What you need to do:
For the listing below, return the line containing "use std::collections::HashMap;", the line containing "is not configured", and all lines in between, exactly as written and nothing else.

════════════════════

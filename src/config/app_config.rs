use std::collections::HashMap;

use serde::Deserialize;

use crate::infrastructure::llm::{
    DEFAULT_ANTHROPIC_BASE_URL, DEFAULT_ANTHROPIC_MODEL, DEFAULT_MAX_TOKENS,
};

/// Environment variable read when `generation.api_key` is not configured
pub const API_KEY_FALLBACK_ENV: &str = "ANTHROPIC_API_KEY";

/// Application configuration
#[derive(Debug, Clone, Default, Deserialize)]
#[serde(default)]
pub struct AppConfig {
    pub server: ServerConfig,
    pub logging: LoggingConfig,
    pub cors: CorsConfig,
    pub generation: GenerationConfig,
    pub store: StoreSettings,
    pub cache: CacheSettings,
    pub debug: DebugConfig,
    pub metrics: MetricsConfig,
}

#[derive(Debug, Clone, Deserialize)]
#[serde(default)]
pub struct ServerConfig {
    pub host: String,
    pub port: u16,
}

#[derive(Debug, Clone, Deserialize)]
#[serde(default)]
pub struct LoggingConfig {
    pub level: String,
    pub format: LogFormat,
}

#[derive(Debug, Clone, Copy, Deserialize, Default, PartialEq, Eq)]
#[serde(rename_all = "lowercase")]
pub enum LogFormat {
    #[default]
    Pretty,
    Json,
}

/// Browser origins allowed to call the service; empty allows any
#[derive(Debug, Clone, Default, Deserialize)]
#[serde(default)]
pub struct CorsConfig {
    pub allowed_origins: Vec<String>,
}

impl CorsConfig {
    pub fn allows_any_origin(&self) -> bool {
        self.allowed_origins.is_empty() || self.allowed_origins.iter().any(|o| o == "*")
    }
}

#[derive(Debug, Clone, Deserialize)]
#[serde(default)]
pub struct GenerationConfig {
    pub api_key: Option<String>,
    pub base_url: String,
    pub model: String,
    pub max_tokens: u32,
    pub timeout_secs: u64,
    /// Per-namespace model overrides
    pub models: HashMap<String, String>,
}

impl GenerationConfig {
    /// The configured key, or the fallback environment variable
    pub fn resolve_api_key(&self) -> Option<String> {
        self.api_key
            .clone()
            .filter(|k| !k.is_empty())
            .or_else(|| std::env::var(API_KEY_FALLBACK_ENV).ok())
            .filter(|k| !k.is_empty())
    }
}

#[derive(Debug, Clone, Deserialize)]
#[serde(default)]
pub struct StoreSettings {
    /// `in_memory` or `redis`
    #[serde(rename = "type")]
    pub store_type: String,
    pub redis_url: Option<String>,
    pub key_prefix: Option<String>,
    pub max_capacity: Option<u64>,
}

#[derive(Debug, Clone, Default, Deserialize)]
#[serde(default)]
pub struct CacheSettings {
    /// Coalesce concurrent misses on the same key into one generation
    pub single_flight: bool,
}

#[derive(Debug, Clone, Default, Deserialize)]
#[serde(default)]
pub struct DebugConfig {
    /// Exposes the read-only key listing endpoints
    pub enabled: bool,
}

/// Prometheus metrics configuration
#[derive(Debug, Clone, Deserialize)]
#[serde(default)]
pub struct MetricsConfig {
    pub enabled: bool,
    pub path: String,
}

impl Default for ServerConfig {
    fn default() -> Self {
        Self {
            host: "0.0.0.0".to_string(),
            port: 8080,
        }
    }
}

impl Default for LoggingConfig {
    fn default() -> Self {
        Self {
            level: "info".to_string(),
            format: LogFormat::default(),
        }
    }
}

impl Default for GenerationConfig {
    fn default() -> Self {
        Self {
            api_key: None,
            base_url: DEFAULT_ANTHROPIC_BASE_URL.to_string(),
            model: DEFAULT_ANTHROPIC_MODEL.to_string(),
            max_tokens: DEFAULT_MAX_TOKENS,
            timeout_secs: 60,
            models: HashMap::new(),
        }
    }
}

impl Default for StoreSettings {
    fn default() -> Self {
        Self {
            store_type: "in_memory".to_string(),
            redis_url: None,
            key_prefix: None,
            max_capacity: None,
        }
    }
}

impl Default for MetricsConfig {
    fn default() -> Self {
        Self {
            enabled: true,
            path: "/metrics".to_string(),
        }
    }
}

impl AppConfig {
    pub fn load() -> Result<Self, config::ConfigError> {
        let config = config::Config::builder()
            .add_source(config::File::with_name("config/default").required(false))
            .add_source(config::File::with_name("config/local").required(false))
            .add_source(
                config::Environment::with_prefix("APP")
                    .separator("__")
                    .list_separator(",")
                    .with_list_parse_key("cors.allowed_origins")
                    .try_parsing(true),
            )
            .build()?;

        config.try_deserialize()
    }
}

════════════════════

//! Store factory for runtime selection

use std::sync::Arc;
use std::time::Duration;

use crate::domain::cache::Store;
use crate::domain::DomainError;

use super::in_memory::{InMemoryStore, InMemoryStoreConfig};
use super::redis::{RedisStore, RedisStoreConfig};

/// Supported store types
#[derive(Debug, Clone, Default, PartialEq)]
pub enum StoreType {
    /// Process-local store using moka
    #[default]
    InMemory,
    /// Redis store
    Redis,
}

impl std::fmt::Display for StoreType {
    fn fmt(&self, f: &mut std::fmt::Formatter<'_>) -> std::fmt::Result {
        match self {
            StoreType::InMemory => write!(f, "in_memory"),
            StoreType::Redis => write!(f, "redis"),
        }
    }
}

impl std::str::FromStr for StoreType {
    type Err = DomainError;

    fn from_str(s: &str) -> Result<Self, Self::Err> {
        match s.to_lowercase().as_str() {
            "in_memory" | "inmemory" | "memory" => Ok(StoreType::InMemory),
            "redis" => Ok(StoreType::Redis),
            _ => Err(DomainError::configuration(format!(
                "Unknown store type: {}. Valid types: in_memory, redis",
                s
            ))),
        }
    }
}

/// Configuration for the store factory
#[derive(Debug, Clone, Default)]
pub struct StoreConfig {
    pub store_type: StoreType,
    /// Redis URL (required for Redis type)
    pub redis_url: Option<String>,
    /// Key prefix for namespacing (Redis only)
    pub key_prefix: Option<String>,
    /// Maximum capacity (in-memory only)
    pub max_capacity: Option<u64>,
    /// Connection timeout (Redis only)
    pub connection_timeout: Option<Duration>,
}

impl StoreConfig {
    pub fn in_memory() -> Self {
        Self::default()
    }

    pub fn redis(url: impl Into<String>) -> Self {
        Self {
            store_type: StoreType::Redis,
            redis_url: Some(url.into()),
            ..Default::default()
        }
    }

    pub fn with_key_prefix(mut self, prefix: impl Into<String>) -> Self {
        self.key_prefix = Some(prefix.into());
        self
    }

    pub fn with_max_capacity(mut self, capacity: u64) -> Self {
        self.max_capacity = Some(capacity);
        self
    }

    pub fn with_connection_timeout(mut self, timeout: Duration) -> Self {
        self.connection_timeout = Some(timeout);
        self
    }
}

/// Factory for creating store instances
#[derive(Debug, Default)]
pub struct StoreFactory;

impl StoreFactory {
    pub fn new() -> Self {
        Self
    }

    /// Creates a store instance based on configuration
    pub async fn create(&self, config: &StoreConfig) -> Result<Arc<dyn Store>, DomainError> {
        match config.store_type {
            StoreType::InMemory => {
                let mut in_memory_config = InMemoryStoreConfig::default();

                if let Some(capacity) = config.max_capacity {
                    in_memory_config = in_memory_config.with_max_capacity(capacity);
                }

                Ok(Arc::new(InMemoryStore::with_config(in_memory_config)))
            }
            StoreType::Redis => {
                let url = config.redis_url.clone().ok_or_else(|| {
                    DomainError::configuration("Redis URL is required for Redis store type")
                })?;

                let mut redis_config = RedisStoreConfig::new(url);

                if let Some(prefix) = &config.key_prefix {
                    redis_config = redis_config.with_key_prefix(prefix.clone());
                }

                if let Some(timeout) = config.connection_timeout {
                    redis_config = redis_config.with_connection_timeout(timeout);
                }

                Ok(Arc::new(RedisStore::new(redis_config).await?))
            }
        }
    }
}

════════════════════

Result of the exercise:
use std::collections::HashMap;

use serde::Deserialize;

use crate::infrastructure::llm::{
    DEFAULT_ANTHROPIC_BASE_URL, DEFAULT_ANTHROPIC_MODEL, DEFAULT_MAX_TOKENS,
};

/// Environment variable read when `generation.api_key` is not configured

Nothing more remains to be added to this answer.